Lachlan McLean

Personal information
- Date of birth: 28 March 1996 (age 30)
- Place of birth: Sydney, Australia
- Height: 1.83 m (6 ft 0 in)
- Position: Forward

Youth career
- 2013–2015: Manly United

College career
- Years: Team / Apps / (Gls)
- 2016–2019: SIUE Cougars / 61 / (20)

Senior career*
- Years: Team / Apps / (Gls)
- 2014: Manly United / 1 / (0)
- 2019: Chicago FC United / 7 / (1)
- 2020–2021: Greenville Triumph / 30 / (10)
- 2022: Northern Colorado Hailstorm / 26 / (4)

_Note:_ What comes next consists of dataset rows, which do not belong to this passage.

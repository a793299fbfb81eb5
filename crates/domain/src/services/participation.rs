//! Competitions and who takes part in them.

use chrono::NaiveDate;
use tracing::info;
use uuid::Uuid;

use crate::errors::{DomainError, StoreError};
use crate::models::competition::{
    Competition, CompetitionFilter, CompetitionStatus, CompetitionSummary, NewCompetition,
    Participant,
};
use crate::stores::{CompetitionStore, GroupStore};

/// Loads a competition and checks that the user belongs to its group.
pub async fn require_competition_member(
    groups: &dyn GroupStore,
    competitions: &dyn CompetitionStore,
    competition_id: Uuid,
    user_id: Uuid,
) -> Result<Competition, DomainError> {
    let competition = competitions
        .find_competition(competition_id)
        .await?
        .ok_or_else(|| DomainError::not_found("Competition not found"))?;

    if groups
        .find_membership(competition.group_id, user_id)
        .await?
        .is_none()
    {
        return Err(DomainError::forbidden(
            "Only members of the competition's group can do this",
        ));
    }
    Ok(competition)
}

#[allow(clippy::too_many_arguments)]
pub async fn create_competition(
    groups: &dyn GroupStore,
    competitions: &dyn CompetitionStore,
    group_id: Uuid,
    creator: Uuid,
    name: String,
    description: String,
    start_date: NaiveDate,
    end_date: NaiveDate,
) -> Result<Competition, DomainError> {
    groups
        .find_group(group_id)
        .await?
        .ok_or_else(|| DomainError::not_found("Group not found"))?;
    if groups.find_membership(group_id, creator).await?.is_none() {
        return Err(DomainError::forbidden(
            "Only group members can create competitions",
        ));
    }

    if end_date < start_date {
        return Err(DomainError::validation(
            "end_date must not be before start_date",
        ));
    }

    let competition = competitions
        .insert_competition(NewCompetition {
            group_id,
            created_by: creator,
            name,
            description,
            start_date,
            end_date,
        })
        .await?;

    info!(
        competition_id = %competition.id,
        group_id = %group_id,
        user_id = %creator,
        "Competition created"
    );
    Ok(competition)
}

pub async fn get_competition(
    groups: &dyn GroupStore,
    competitions: &dyn CompetitionStore,
    competition_id: Uuid,
    user_id: Uuid,
) -> Result<Competition, DomainError> {
    let competition = competitions
        .find_competition(competition_id)
        .await?
        .ok_or_else(|| DomainError::not_found("Competition not found"))?;
    // Outsiders cannot tell a hidden competition from a missing one.
    if groups
        .find_membership(competition.group_id, user_id)
        .await?
        .is_none()
    {
        return Err(DomainError::not_found("Competition not found"));
    }
    Ok(competition)
}

/// Competitions of the member's active groups, narrowed by group, status,
/// creator and search text.
pub async fn list_competitions(
    competitions: &dyn CompetitionStore,
    filter: CompetitionFilter,
) -> Result<Vec<CompetitionSummary>, DomainError> {
    Ok(competitions.list_competitions(filter).await?)
}

/// Moves the competition forward. Only its creator or a group admin may.
pub async fn update_status(
    groups: &dyn GroupStore,
    competitions: &dyn CompetitionStore,
    competition_id: Uuid,
    actor: Uuid,
    status: CompetitionStatus,
) -> Result<Competition, DomainError> {
    let competition = get_competition(groups, competitions, competition_id, actor).await?;

    let is_admin = groups
        .find_membership(competition.group_id, actor)
        .await?
        .is_some_and(|m| m.role.can_manage_group());
    if competition.created_by != actor && !is_admin {
        return Err(DomainError::forbidden(
            "Only the creator or a group admin can change the status",
        ));
    }

    if !competition.status.can_transition_to(status) {
        return Err(DomainError::validation(format!(
            "Cannot move competition from {} to {}",
            competition.status, status
        )));
    }

    let updated = competitions
        .update_competition_status(competition_id, status)
        .await?
        .ok_or_else(|| DomainError::not_found("Competition not found"))?;

    info!(
        competition_id = %competition_id,
        user_id = %actor,
        status = %status,
        "Competition status changed"
    );
    Ok(updated)
}

/// Enters the user into the competition. A second entry fails with
/// `AlreadyParticipant`. Completed competitions are not blocked.
pub async fn join_competition(
    groups: &dyn GroupStore,
    competitions: &dyn CompetitionStore,
    competition_id: Uuid,
    user_id: Uuid,
) -> Result<Participant, DomainError> {
    let competition =
        require_competition_member(groups, competitions, competition_id, user_id).await?;

    match competitions.insert_participant(competition.id, user_id).await {
        Ok(participant) => {
            info!(competition_id = %competition_id, user_id = %user_id, "Joined competition");
            Ok(participant)
        }
        Err(StoreError::UniqueViolation) => Err(DomainError::AlreadyParticipant),
        Err(e) => Err(e.into()),
    }
}

pub async fn list_participants(
    groups: &dyn GroupStore,
    competitions: &dyn CompetitionStore,
    competition_id: Uuid,
    user_id: Uuid,
) -> Result<Vec<Participant>, DomainError> {
    let competition = get_competition(groups, competitions, competition_id, user_id).await?;
    Ok(competitions.list_participants(competition.id).await?)
}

= Lachlan McLean (footballer) =

Australian soccer player

Lachlan McLean (born 28 March 1996) is an Australian former soccer player who played as a forward.

==Career==
===College===
McLean began his collegiate career in 2016, moving to the United States to pursue a professional career after failing to secure a spot with an A-League team. He attended Southern Illinois University Edwardsville, and played for four years with the men's soccer program, earning Missouri Valley Conference All-Freshman team honours in his first season and Academic All-Mid-American Conference honours in his senior year.

===Greenville Triumph===
In February 2020 McLean was signed by the Greenville Triumph of USL League One, alongside defenders Cesar Murillo and Trevor Swartz. He made his debut for the club on 18 July 2020, coming on as an 83rd-minute substitute for Noah Pilato in a 2–0 victory over Fort Lauderdale CF.

===Northern Colorado Hailstorm===
On 17 December 2021 it was announced that McLean would join USL League One side Northern Colorado Hailstorm ahead of their inaugural season. Following the 2022 season, Northern Colorado declined his contract option. On 14 January 2023, McLean announced his retirement from professional soccer.